好可怕,這絕對是元嬰老怪的意念,正在橫掃岐桓城呢,不行,必須儘快報告給司令。

可是還沒等他動身離開。

“轟……”地一聲炸響,川香火鍋店就化成了齏粉,伍六七和呂忠膽戰心驚地坐在廢墟上望著天。

一個白鬍子老頭如天神般站在空中,不怒自威,正眯著眼看著他二人。

呂忠嚇得一下就癱了,因為白鬍子老頭身後跟著的正是呂不狂。

“好你個呂忠,沒想到啊沒想到,你居然吃裡扒外與叛匪勾結?我……我……”

呂不狂快氣瘋了,都不知道該怎麼處置跟了自己幾百年的大管家了。

呂家老祖倒是見怪不怪,這樣的叛徒他見的多了,毫無價值可言,殺了就是,抬手一道火球就飛了下來。

可憐呂忠還幻想著等大軍覆滅了呂家,去了體內的食靈蟲,他再趁機霸佔了小小姐,到頭來只是一場夢而已。

伍六七也尿了,他的親兵全趴在地上哀嚎,只剩下他一個還算囫圇,不知道該怎麼辦?

“你到底是什麼人?為什麼組織這麼多十萬戰力的修士在此聚集?有什麼圖謀?”呂不狂冷聲問道。

事情已經敗露,投降只會死的更慘,伍六七把心一橫,大義凜然道。

“哼,我們的大軍已經把你們呂家團團圍住了,識相的話就開門投降,否則一旦大軍殺入你們呂家,雞犬不留。”

“哈哈哈哈哈哈哈……”

呂家老祖放聲大笑,諷刺道。

“就憑你們這些十幾萬戰力的爛鳥蛋?欺我呂家無人嗎?”

伍六七還未來得及開口,就聽見一個突兀的聲音傳來。

“就欺負你們呂家沒人,怎滴?”

呂家老祖猛然回頭看去,一個傻大個正悠哉悠哉地坐在房頂上嗑瓜子,兩天大長腿還在那一蕩一蕩。

“百萬戰力?”

呂家老祖微微一笑,傻子年年有,今年特別多,什麼時候百萬戰力就敢如此囂張?

呂不狂一見到秦壽就跟見鬼了似的,急忙呼道。

“祖爺爺,就是他,就是他用的石頭砸我的臉。”

“哦?……”

呂家老祖放心了,他一回來就聽孫子說不知道得罪了何方高人?怕來找呂家麻煩,原來只是個百萬級修士,怕個錘子啊!
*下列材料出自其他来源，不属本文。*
//! Integration tests for fixture sessions.
//!
//! A session moves through a fixed lifecycle and owns its cluster: these
//! tests check the recorded state history and that no exit path leaves
//! nodes running.

use std::sync::Arc;

use memocheck_harness::{
    Fixture, FixtureSession, FixtureState, HarnessError, SelectionError, SimLauncher,
    SimLauncherConfig, StabilityStrategy, StartupError,
};

use FixtureState::*;

fn fixture(launcher: &SimLauncher, nodes: usize) -> Arc<Fixture> {
    Arc::new(Fixture::new("sessions", Arc::new(launcher.clone())).with_cluster_size(nodes))
}

#[tokio::test(start_paused = true)]
async fn test_session_lifecycle_history() {
    let launcher = SimLauncher::default();
    let mut session = FixtureSession::new(fixture(&launcher, 3));
    assert_eq!(session.state(), Uninitialized);

    session.setup().await.unwrap();
    assert_eq!(session.state(), StableSetSelected);
    assert_eq!(session.cluster().map(|c| c.size()), Some(3));
    assert_eq!(session.stable_nodes().map(|s| s.len()), Some(3));

    let first = session.view().unwrap();
    let second = session.view().unwrap();
    assert_eq!(first.cluster_id(), second.cluster_id());
    assert_eq!(session.state(), Running);

    let report = session.teardown().await;
    assert_eq!(report.stopped, 3);
    assert!(session.cluster().is_none());
    assert_eq!(launcher.live_nodes(), 0);

    assert_eq!(
        session.history(),
        &[
            Uninitialized,
            ClusterStarting,
            ClusterReady,
            StableSetSelected,
            Running,
            Running,
            TearingDown,
            Closed,
        ]
    );
}

#[tokio::test(start_paused = true)]
async fn test_startup_failure_closes_session() {
    let launcher = SimLauncher::new(SimLauncherConfig::default().with_spawn_failure(1));
    let mut session = FixtureSession::new(fixture(&launcher, 4));

    let err = session.setup().await.unwrap_err();
    assert!(matches!(
        err,
        HarnessError::Startup(StartupError::Spawn { index: 1, .. })
    ));
    assert_eq!(session.state(), Closed);
    assert_eq!(
        session.history(),
        &[Uninitialized, ClusterStarting, TearingDown, Closed]
    );
    assert_eq!(launcher.live_nodes(), 0);
    assert_eq!(launcher.cluster_count(), 0);
}

#[tokio::test(start_paused = true)]
async fn test_selection_failure_stops_started_cluster() {
    let launcher = SimLauncher::default();
    let fixture = Fixture::new("too_small", Arc::new(launcher.clone()))
        .with_cluster_size(2)
        .with_strategy(StabilityStrategy::ExcludeNewest(2));
    let mut session = FixtureSession::new(Arc::new(fixture));

    let err = session.setup().await.unwrap_err();
    assert!(matches!(
        err,
        HarnessError::Selection(SelectionError::InsufficientNodes { required: 3, .. })
    ));
    assert_eq!(
        session.history(),
        &[Uninitialized, ClusterStarting, ClusterReady, TearingDown, Closed]
    );
    assert_eq!(launcher.live_nodes(), 0);

    let report = session.teardown().await;
    assert_eq!(report.stopped, 2, "stop report kept for teardown");
}

#[tokio::test]
async fn test_view_before_setup_is_illegal() {
    let launcher = SimLauncher::default();
    let mut session = FixtureSession::new(fixture(&launcher, 1));

    let err = session.view().unwrap_err();
    assert_eq!(
        err,
        HarnessError::IllegalTransition {
            from: Uninitialized,
            to: Running,
        }
    );
    assert_eq!(session.state(), Uninitialized);
}

#[tokio::test(start_paused = true)]
async fn test_teardown_twice_is_noop() {
    let launcher = SimLauncher::default();
    let mut session = FixtureSession::new(fixture(&launcher, 2));
    session.setup().await.unwrap();

    assert_eq!(session.teardown().await.stopped, 2);
    let again = session.teardown().await;
    assert_eq!(again.stopped, 0);
    assert!(again.is_clean());
    assert_eq!(session.state(), Closed);
}

#[tokio::test(start_paused = true)]
async fn test_closed_session_cannot_restart() {
    let launcher = SimLauncher::default();
    let mut session = FixtureSession::new(fixture(&launcher, 1));
    session.setup().await.unwrap();
    session.teardown().await;

    let err = session.setup().await.unwrap_err();
    assert!(matches!(
        err,
        HarnessError::IllegalTransition {
            from: Closed,
            to: ClusterStarting,
        }
    ));
    assert_eq!(launcher.cluster_count(), 0);
}

#[tokio::test(start_paused = true)]
async fn test_teardown_without_setup() {
    let launcher = SimLauncher::default();
    let mut session = FixtureSession::new(fixture(&launcher, 1));

    let report = session.teardown().await;
    assert_eq!(report.stopped, 0);
    assert_eq!(session.history(), &[Uninitialized, TearingDown, Closed]);
}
“小子,念你修行不易,速速退去,再敢欺負我孫兒?定叫你神魂俱滅。”

秦壽丟下瓜子拍拍手,喚出鐵鏈笑道。

“老子費這麼大勁欺負你們呂家,怎麼能說走就走呢?來來來,隨我來,咱倆出去走兩招,看是我這小小的百萬戰力厲害?還是你這九百九十九萬九千九百九十九點九的戰力厲害?”

呂家老祖瞳孔驟然一縮,這小畜生是如何看破自己的修為?

他哪裡知道秦壽有天眼?把他的真核看的一清二楚。

說起來呂家老祖也很無奈,他的心念不夠通達,早就進入假嬰狀態了,就是無法跨越那最後零點一納元,消耗再多元石也不行。